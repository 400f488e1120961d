// Copyright (c) 2025-2026 Adrian Robinson. Licensed under the AGPL-3.0.
// See LICENSE file in the project root for full license text.

//! Per-table watermark persistence.
//!
//! The watermark is the monotonically increasing checkpoint the server has
//! acknowledged for a table. It lives in an engine-side metadata table
//! `skdb__<table>_sync_metadata(key PRIMARY KEY, value)` so that it shares
//! the engine's durability: a crash between applying rows and recording
//! the ack re-reads some rows on restart, which is safe (at-least-once,
//! deduplicated by primary keys and last-writer-wins).
//!
//! # Write Order
//!
//! Checkpoint acks are written in arrival order under a single key, last
//! value wins. Server-assigned checkpoints are monotone, so the stored
//! value only moves forward; preserving arrival order is what keeps that
//! property.
//!
//! # Read Path
//!
//! `get()` asks the engine (`watermark <table>`), which derives the value
//! from the metadata table. An in-memory cache tracks the latest ack for
//! cheap observation; the engine remains the source of truth on
//! resubscribe.

use crate::engine::{argv, SqlEngine};
use crate::error::{MirrorError, Result};
use crate::metrics;
use std::collections::HashMap;
use std::sync::Arc;
use tokio::sync::RwLock;
use tracing::{debug, warn};

/// Name of the sync metadata table for a mirrored table.
pub fn metadata_table(table: &str) -> String {
    format!("skdb__{}_sync_metadata", table)
}

/// Watermark store backed by the engine's metadata tables.
pub struct WatermarkStore<E> {
    engine: Arc<E>,
    /// Latest acked checkpoint per table, for cheap reads.
    cache: RwLock<HashMap<String, u64>>,
}

impl<E: SqlEngine> WatermarkStore<E> {
    pub fn new(engine: Arc<E>) -> Self {
        Self {
            engine,
            cache: RwLock::new(HashMap::new()),
        }
    }

    /// Create the metadata table if it does not exist.
    pub async fn ensure_table(&self, table: &str) -> Result<()> {
        let ddl = format!(
            "CREATE TABLE IF NOT EXISTS {} (key TEXT PRIMARY KEY, value TEXT);",
            metadata_table(table)
        );
        self.engine
            .run_local(Vec::new(), ddl)
            .await
            .map_err(|e| MirrorError::Engine(e.to_string()))?;
        Ok(())
    }

    /// Read the persisted watermark for a table.
    ///
    /// Returns 0 for a table that has never synced.
    pub async fn get(&self, table: &str) -> Result<u64> {
        let out = self
            .engine
            .run_local(argv(&["watermark", table]), String::new())
            .await
            .map_err(|e| MirrorError::Engine(e.to_string()))?;
        let trimmed = out.trim();
        if trimmed.is_empty() {
            return Ok(0);
        }
        let watermark = trimmed.parse::<u64>().map_err(|_| {
            MirrorError::Engine(format!("non-numeric watermark for {}: {:?}", table, trimmed))
        })?;

        self.cache
            .write()
            .await
            .insert(table.to_string(), watermark);
        Ok(watermark)
    }

    /// Record a server checkpoint ack.
    ///
    /// The raw ack text is persisted in arrival order (last value wins).
    /// Numeric acks also move the in-memory cache forward; non-numeric
    /// acks are persisted but leave the cache alone.
    pub async fn record_checkpoint(&self, table: &str, ack: &str) -> Result<()> {
        let trimmed = ack.trim();
        if trimmed.is_empty() {
            return Ok(());
        }

        let sql = format!(
            "INSERT OR REPLACE INTO {} (key, value) VALUES ('checkpoint', '{}');",
            metadata_table(table),
            trimmed.replace('\'', "''")
        );
        self.engine
            .run_local(Vec::new(), sql)
            .await
            .map_err(|e| MirrorError::Engine(e.to_string()))?;

        match trimmed.parse::<u64>() {
            Ok(checkpoint) => {
                self.cache.write().await.insert(table.to_string(), checkpoint);
                metrics::record_checkpoint(table);
                debug!(table, checkpoint, "recorded checkpoint ack");
            }
            Err(_) => {
                warn!(table, ack = trimmed, "non-numeric checkpoint ack persisted");
            }
        }
        Ok(())
    }

    /// Latest checkpoint seen this session, if any.
    pub async fn cached(&self, table: &str) -> Option<u64> {
        self.cache.read().await.get(table).copied()
    }
}

#[cfg(test)]
mod tests {
    use super::*;
    use crate::engine::{BoxFuture, EngineError};
    use std::sync::Mutex;
    use tokio::sync::mpsc;

    /// Engine stub recording SQL and serving canned watermark reads.
    struct StubEngine {
        watermark: String,
        sql: Mutex<Vec<String>>,
    }

    impl StubEngine {
        fn new(watermark: &str) -> Self {
            Self {
                watermark: watermark.to_string(),
                sql: Mutex::new(Vec::new()),
            }
        }
    }

    impl SqlEngine for StubEngine {
        fn run_local(&self, argv: Vec<String>, stdin: String) -> BoxFuture<'_, String> {
            let out = match argv.first().map(String::as_str) {
                Some("watermark") => self.watermark.clone(),
                None => {
                    self.sql.lock().unwrap().push(stdin);
                    String::new()
                }
                _ => String::new(),
            };
            Box::pin(async move { Ok(out) })
        }

        fn watch_file(&self, _file: String) -> BoxFuture<'_, mpsc::UnboundedReceiver<String>> {
            Box::pin(async move {
                Err(EngineError("no watch in stub".to_string()))
            })
        }
    }

    #[test]
    fn test_metadata_table_name() {
        assert_eq!(metadata_table("todos"), "skdb__todos_sync_metadata");
    }

    #[tokio::test]
    async fn test_ensure_table_issues_ddl() {
        let engine = Arc::new(StubEngine::new("0"));
        let store = WatermarkStore::new(Arc::clone(&engine));
        store.ensure_table("todos").await.unwrap();

        let sql = engine.sql.lock().unwrap();
        assert_eq!(sql.len(), 1);
        assert!(sql[0].contains("CREATE TABLE IF NOT EXISTS skdb__todos_sync_metadata"));
        assert!(sql[0].contains("key TEXT PRIMARY KEY"));
    }

    #[tokio::test]
    async fn test_get_parses_watermark() {
        let store = WatermarkStore::new(Arc::new(StubEngine::new(" 42\n")));
        assert_eq!(store.get("todos").await.unwrap(), 42);
        assert_eq!(store.cached("todos").await, Some(42));
    }

    #[tokio::test]
    async fn test_get_empty_is_zero() {
        let store = WatermarkStore::new(Arc::new(StubEngine::new("")));
        assert_eq!(store.get("todos").await.unwrap(), 0);
        // No numeric value was ever observed.
        assert_eq!(store.cached("todos").await, None);
    }

    #[tokio::test]
    async fn test_get_rejects_garbage() {
        let store = WatermarkStore::new(Arc::new(StubEngine::new("not-a-number")));
        assert!(matches!(
            store.get("todos").await,
            Err(MirrorError::Engine(_))
        ));
    }

    #[tokio::test]
    async fn test_record_checkpoint_persists_and_caches() {
        let engine = Arc::new(StubEngine::new("0"));
        let store = WatermarkStore::new(Arc::clone(&engine));

        store.record_checkpoint("todos", "17\n").await.unwrap();
        assert_eq!(store.cached("todos").await, Some(17));

        let sql = engine.sql.lock().unwrap();
        assert_eq!(sql.len(), 1);
        assert!(sql[0].contains("INSERT OR REPLACE INTO skdb__todos_sync_metadata"));
        assert!(sql[0].contains("'checkpoint', '17'"));
    }

    #[tokio::test]
    async fn test_record_checkpoint_last_value_wins() {
        let engine = Arc::new(StubEngine::new("0"));
        let store = WatermarkStore::new(Arc::clone(&engine));

        store.record_checkpoint("todos", "17").await.unwrap();
        store.record_checkpoint("todos", "18").await.unwrap();
        assert_eq!(store.cached("todos").await, Some(18));
        assert_eq!(engine.sql.lock().unwrap().len(), 2);
    }

    #[tokio::test]
    async fn test_record_checkpoint_empty_ack_noop() {
        let engine = Arc::new(StubEngine::new("0"));
        let store = WatermarkStore::new(Arc::clone(&engine));
        store.record_checkpoint("todos", "  \n").await.unwrap();
        assert!(engine.sql.lock().unwrap().is_empty());
    }

    #[tokio::test]
    async fn test_record_checkpoint_non_numeric_persisted_not_cached() {
        let engine = Arc::new(StubEngine::new("0"));
        let store = WatermarkStore::new(Arc::clone(&engine));
        store.record_checkpoint("todos", "abc").await.unwrap();
        assert_eq!(store.cached("todos").await, None);
        assert_eq!(engine.sql.lock().unwrap().len(), 1);
    }

    #[tokio::test]
    async fn test_record_checkpoint_escapes_quotes() {
        let engine = Arc::new(StubEngine::new("0"));
        let store = WatermarkStore::new(Arc::clone(&engine));
        store.record_checkpoint("todos", "o'clock").await.unwrap();
        let sql = engine.sql.lock().unwrap();
        assert!(sql[0].contains("'o''clock'"));
    }
}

┄┄┄┄┄┄

## What the task asks
Look through the entries above. Copy each line in which the string "that" occurs.

## Solution to this exercise
//! `skdb__<table>_sync_metadata(key PRIMARY KEY, value)` so that it shares
//! value only moves forward; preserving arrival order is what keeps that
    /// Returns 0 for a table that has never synced.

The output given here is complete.